§ Assignment: Identify every line in the records below that contains the word "derive", and copy each of those lines.

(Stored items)
----
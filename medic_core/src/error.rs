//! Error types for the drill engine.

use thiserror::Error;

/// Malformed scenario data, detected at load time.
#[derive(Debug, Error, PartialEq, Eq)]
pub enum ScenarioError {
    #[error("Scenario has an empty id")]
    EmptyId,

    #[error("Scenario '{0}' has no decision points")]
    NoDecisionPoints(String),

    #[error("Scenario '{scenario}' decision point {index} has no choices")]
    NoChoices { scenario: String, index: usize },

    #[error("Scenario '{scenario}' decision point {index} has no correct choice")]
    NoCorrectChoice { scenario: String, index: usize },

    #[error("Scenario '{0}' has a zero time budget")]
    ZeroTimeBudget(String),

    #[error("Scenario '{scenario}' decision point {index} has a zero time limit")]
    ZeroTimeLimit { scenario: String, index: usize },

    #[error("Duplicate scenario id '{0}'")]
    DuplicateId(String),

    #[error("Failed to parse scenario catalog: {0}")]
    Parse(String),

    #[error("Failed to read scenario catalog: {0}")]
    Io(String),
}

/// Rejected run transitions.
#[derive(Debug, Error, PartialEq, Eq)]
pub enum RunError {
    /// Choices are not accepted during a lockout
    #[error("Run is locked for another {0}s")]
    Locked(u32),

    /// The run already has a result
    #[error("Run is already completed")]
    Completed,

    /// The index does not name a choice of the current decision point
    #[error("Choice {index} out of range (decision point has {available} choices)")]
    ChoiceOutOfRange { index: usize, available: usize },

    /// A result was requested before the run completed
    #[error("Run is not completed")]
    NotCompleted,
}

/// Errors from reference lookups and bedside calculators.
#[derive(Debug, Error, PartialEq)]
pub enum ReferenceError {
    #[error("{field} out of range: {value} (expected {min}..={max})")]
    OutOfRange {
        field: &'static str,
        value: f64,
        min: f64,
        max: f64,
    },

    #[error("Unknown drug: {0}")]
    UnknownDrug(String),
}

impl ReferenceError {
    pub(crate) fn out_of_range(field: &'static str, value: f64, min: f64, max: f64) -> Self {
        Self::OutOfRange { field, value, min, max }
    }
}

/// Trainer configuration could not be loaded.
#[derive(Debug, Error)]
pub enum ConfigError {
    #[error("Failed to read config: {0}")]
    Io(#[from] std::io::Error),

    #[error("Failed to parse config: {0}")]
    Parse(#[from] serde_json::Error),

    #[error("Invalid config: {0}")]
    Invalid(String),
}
----
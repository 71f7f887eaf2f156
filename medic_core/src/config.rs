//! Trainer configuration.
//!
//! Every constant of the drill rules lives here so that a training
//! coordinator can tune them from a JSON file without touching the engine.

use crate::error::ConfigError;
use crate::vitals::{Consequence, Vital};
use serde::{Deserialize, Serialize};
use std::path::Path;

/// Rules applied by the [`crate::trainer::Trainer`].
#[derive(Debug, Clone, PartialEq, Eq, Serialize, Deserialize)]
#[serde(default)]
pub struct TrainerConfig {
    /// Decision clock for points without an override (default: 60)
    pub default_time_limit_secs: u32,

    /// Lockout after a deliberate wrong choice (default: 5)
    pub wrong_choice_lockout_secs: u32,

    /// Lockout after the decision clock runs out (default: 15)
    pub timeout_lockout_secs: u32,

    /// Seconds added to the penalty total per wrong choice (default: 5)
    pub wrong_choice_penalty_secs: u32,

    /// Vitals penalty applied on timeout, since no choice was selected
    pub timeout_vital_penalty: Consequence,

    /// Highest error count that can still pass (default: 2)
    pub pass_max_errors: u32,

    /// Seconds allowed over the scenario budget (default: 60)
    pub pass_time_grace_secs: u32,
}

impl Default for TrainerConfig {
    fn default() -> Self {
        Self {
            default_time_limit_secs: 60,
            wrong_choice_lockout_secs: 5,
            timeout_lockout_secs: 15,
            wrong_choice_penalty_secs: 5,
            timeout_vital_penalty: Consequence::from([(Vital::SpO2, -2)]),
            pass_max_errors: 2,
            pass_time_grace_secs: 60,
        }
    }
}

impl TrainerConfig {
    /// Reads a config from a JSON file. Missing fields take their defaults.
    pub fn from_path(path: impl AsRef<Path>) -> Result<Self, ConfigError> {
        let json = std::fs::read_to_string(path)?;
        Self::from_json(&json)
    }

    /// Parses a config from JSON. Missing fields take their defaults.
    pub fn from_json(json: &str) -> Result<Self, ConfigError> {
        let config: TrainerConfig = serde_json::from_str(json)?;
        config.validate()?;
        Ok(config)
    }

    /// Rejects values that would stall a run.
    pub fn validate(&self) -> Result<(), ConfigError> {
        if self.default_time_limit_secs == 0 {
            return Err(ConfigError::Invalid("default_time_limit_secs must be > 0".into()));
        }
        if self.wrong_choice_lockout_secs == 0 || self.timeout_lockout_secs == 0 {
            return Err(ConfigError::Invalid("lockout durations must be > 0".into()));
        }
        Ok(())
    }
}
----
§ Answer to this task:
#[derive(Debug, Error, PartialEq, Eq)]
#[derive(Debug, Error, PartialEq, Eq)]
#[derive(Debug, Error, PartialEq)]
#[derive(Debug, Error)]
#[derive(Debug, Clone, PartialEq, Eq, Serialize, Deserialize)]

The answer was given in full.